[Problem to work on]:
Transcribe the records below exactly, from their first line through the line containing "fn write_script(root: &Path, body: &str)". Omit every line after it.

━━━ Data extracts

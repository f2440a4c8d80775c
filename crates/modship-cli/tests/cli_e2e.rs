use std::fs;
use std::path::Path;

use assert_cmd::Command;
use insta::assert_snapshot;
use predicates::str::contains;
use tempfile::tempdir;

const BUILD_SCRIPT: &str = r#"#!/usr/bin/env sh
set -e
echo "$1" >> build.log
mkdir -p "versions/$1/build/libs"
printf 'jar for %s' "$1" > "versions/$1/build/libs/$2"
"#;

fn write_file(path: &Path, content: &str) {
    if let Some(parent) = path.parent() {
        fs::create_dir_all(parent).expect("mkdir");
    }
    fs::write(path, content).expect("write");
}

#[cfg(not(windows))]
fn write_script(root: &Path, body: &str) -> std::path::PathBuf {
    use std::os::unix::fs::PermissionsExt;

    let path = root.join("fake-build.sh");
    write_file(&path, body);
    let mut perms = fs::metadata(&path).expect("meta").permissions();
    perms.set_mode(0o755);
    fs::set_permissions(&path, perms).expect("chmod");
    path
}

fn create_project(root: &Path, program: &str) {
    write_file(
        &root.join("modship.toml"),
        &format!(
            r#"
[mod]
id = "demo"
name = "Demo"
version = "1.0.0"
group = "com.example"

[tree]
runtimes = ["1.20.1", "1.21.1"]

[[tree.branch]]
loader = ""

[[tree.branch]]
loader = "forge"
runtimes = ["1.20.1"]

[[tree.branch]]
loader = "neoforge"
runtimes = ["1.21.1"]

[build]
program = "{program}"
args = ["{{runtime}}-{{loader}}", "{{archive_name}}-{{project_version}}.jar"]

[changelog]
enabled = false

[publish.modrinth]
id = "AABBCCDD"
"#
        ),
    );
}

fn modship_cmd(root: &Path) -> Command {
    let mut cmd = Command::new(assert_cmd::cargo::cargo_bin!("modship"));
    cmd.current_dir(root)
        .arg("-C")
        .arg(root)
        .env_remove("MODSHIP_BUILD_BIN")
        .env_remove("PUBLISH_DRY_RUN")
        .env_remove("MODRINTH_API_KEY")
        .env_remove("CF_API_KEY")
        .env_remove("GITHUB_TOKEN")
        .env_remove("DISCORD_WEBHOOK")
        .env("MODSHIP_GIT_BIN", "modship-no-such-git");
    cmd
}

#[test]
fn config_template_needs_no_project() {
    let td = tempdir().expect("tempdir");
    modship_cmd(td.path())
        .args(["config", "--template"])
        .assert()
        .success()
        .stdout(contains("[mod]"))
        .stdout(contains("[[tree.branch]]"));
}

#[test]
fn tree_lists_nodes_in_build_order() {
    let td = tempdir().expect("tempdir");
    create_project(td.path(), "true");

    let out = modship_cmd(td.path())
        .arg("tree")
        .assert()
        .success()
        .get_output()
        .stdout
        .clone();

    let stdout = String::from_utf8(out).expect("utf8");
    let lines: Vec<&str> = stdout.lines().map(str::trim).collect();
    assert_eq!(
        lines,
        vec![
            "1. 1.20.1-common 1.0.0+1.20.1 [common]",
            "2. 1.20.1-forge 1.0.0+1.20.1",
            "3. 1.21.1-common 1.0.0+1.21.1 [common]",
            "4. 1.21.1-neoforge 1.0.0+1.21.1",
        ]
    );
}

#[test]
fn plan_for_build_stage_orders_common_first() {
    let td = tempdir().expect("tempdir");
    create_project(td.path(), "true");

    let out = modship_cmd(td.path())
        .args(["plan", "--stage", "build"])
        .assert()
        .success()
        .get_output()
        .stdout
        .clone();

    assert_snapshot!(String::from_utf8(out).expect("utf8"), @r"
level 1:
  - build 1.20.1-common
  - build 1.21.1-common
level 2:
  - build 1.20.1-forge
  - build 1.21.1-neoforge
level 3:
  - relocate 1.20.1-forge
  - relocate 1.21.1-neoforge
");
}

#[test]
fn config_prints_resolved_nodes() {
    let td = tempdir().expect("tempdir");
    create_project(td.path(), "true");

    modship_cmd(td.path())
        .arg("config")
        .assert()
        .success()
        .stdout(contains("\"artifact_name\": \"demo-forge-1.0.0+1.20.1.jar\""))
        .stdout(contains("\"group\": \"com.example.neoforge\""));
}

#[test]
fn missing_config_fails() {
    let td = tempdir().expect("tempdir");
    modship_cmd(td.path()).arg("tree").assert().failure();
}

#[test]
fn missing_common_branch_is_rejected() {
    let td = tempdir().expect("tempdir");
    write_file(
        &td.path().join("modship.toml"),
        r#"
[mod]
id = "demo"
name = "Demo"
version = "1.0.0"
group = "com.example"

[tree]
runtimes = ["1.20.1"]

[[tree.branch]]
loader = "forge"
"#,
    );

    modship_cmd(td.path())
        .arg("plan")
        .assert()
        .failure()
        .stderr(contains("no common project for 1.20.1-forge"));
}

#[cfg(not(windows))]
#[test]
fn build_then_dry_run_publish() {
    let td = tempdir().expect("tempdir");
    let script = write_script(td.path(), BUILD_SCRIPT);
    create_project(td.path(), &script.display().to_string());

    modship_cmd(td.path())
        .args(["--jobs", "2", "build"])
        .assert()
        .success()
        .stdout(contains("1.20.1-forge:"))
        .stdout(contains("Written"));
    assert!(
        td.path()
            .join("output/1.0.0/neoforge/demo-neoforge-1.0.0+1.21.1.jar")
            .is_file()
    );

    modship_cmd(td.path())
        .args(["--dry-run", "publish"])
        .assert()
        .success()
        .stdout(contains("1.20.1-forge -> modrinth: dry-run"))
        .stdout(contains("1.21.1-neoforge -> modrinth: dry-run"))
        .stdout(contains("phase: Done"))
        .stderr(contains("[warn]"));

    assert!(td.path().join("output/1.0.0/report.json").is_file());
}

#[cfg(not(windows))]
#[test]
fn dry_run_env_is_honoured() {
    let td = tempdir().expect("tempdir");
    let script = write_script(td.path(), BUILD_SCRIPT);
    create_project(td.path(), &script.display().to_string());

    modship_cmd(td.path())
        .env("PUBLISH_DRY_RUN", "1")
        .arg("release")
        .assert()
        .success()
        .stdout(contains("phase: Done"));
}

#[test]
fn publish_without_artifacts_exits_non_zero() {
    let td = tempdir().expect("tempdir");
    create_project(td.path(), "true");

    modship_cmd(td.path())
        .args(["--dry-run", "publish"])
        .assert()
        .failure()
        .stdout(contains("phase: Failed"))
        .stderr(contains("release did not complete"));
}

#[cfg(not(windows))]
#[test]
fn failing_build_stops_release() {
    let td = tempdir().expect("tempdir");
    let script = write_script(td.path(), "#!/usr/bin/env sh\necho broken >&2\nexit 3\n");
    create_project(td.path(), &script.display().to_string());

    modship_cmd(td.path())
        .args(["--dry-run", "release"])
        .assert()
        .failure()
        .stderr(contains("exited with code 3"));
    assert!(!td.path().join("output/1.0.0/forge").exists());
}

━━━━━━

[Response]:
repository f2440a4c8d80775c
filename crates/modship-cli/tests/cli_e2e.rs
use std::fs;
use std::path::Path;

use assert_cmd::Command;
use insta::assert_snapshot;
use predicates::str::contains;
use tempfile::tempdir;

const BUILD_SCRIPT: &str = r#"#!/usr/bin/env sh
set -e
echo "$1" >> build.log
mkdir -p "versions/$1/build/libs"
printf 'jar for %s' "$1" > "versions/$1/build/libs/$2"
"#;

fn write_file(path: &Path, content: &str) {
    if let Some(parent) = path.parent() {
        fs::create_dir_all(parent).expect("mkdir");
    }
    fs::write(path, content).expect("write");
}

#[cfg(not(windows))]
fn write_script(root: &Path, body: &str) -> std::path::PathBuf {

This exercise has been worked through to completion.